Background. Placental malaria causes fetal growth retardation (FGR), which has been linked epidemiologically to placental monocyte infiltrates. We investigated whether parasite or monocyte infiltrates were associated with placental hypoxia, as a potential mechanism underlying malarial FGR. Methods. Westudied the hypoxia markers hypoxia inducible factor (HIF)-1α, vascular endothelial growth factor (VEGF), placental growth factor, VEGF receptor 1 and its soluble form, and VEGF receptor 2. We used real-time polymerase chain reaction (in 59 women) to examine gene transcription, immunohistochemistry (in 30 women) to describe protein expression, and laser-capture microdissection (in 23 women) to examine syncytiotrophoblast-specific changes in gene expression. We compared gene and protein expression in relation to malaria infection, monocyte infiltrates, and birth weight.
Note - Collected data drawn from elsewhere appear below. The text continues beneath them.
//! Authenticated account state: the Merkle-Patricia trie, the reference
//! counted node cache in front of the state store, and the journaled
//! [`StateDb`] executing transactions on top of them.

mod database;
mod error;
mod iterator;
mod journal;
mod node;
mod node_db;
mod snapshot;
mod state_db;
mod state_object;
mod sync;
mod trie;

pub use database::StateDatabase;
pub use error::{
    StateError,
    StateResult,
    TrieError,
    TrieResult,
};
pub use iterator::{
    IteratedNode,
    NodeIterator,
    NodeKind,
};
pub use node::{
    CommittedNode,
    Node,
    NodeRef,
    NodeSet,
    node_children,
};
pub use node_db::{
    GcReadGuard,
    NodeDatabase,
    NodeReader,
};
pub use snapshot::{
    Snapshot,
    SnapshotDiff,
    SnapshotTree,
};
pub use state_db::{
    DumpAccount,
    StateDb,
};
pub use sync::{
    SyncResult,
    TrieSync,
};
pub use trie::Trie;
use crate::state::state_object::StateObject;
use alloy_primitives::{
    Address,
    B256,
    Bytes,
    U256,
};
use std::collections::HashMap;

/// A reversible state change.
#[derive(Debug, Clone)]
pub(crate) enum JournalEntry {
    CreateObject {
        address: Address,
    },
    ResetObject {
        prev: Box<StateObject>,
        prev_destruct: bool,
    },
    Suicide {
        address: Address,
        prev: bool,
        prev_balance: U256,
    },
    BalanceChange {
        address: Address,
        prev: U256,
    },
    NonceChange {
        address: Address,
        prev: u64,
    },
    StorageChange {
        address: Address,
        key: B256,
        prev: B256,
    },
    CodeChange {
        address: Address,
        prev_code: Option<Bytes>,
        prev_hash: B256,
    },
    RefundChange {
        prev: u64,
    },
    AddLog {
        tx_hash: B256,
    },
    AddPreimage {
        hash: B256,
    },
    Touch {
        address: Address,
    },
}

impl JournalEntry {
    /// Account modified by the entry, if any.
    pub(crate) fn dirtied(&self) -> Option<Address> {
        match self {
            Self::CreateObject { address } |
            Self::Suicide { address, .. } |
            Self::BalanceChange { address, .. } |
            Self::NonceChange { address, .. } |
            Self::StorageChange { address, .. } |
            Self::CodeChange { address, .. } |
            Self::Touch { address } => Some(*address),
            Self::ResetObject { .. } |
            Self::RefundChange { .. } |
            Self::AddLog { .. } |
            Self::AddPreimage { .. } => None,
        }
    }
}

/// Ordered list of state changes since the last finalisation.
#[derive(Debug, Clone, Default)]
pub(crate) struct Journal {
    entries: Vec<JournalEntry>,
    /// Number of entries touching each account.
    dirties: HashMap<Address, usize>,
}

impl Journal {
    pub(crate) fn append(&mut self, entry: JournalEntry) {
        if let Some(address) = entry.dirtied() {
            *self.dirties.entry(address).or_insert(0) += 1;
        }
        self.entries.push(entry);
    }

    pub(crate) fn len(&self) -> usize {
        self.entries.len()
    }

    /// Removes and returns every entry from `index` on, newest first.
    pub(crate) fn split_off_reversed(&mut self, index: usize) -> Vec<JournalEntry> {
        let mut tail = self.entries.split_off(index);
        for entry in &tail {
            if let Some(address) = entry.dirtied() {
                if let Some(count) = self.dirties.get_mut(&address) {
                    *count -= 1;
                    if *count == 0 {
                        self.dirties.remove(&address);
                    }
                }
            }
        }
        tail.reverse();
        tail
    }

    pub(crate) fn dirty_addresses(&self) -> impl Iterator<Item = Address> + '_ {
        self.dirties.keys().copied()
    }

    pub(crate) fn clear(&mut self) {
        self.entries.clear();
        self.dirties.clear();
    }
}

#[cfg(test)]
mod tests {
    use super::*;

    #[test]
    fn dirty_counts_follow_reverts() {
        let address = Address::repeat_byte(1);
        let mut journal = Journal::default();
        journal.append(JournalEntry::BalanceChange {
            address,
            prev: U256::ZERO,
        });
        journal.append(JournalEntry::RefundChange { prev: 0 });
        journal.append(JournalEntry::NonceChange { address, prev: 0 });
        assert_eq!(journal.dirty_addresses().count(), 1);

        let undone = journal.split_off_reversed(1);
        assert_eq!(undone.len(), 2);
        assert!(matches!(undone[0], JournalEntry::NonceChange { .. }));
        assert_eq!(journal.dirty_addresses().count(), 1, "balance change is still journaled");

        journal.split_off_reversed(0);
        assert_eq!(journal.dirty_addresses().count(), 0);
        assert_eq!(journal.len(), 0);
    }
}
Results. We could not associate any hallmark of placental malaria with a transcription, expression, or tissue-distribution profile characteristic of a response to hypoxia, but we found higher HIF-1α levels (P = .0005) and lower VEGF levels (P = .0026) in the syncytiotrophoblasts of cases of malaria than in those of asymptomatic control placentas. Conclusions. Our data are inconsistent with a role for placental hypoxia in the pathogenesis of malaria-associated FGR. The laser-capture microdissection study was small, but its results suggest (1) that malaria affects syncytiotrophoblast-gene transcription and (2) novel potential mechanisms for placental malaria-associated FGR.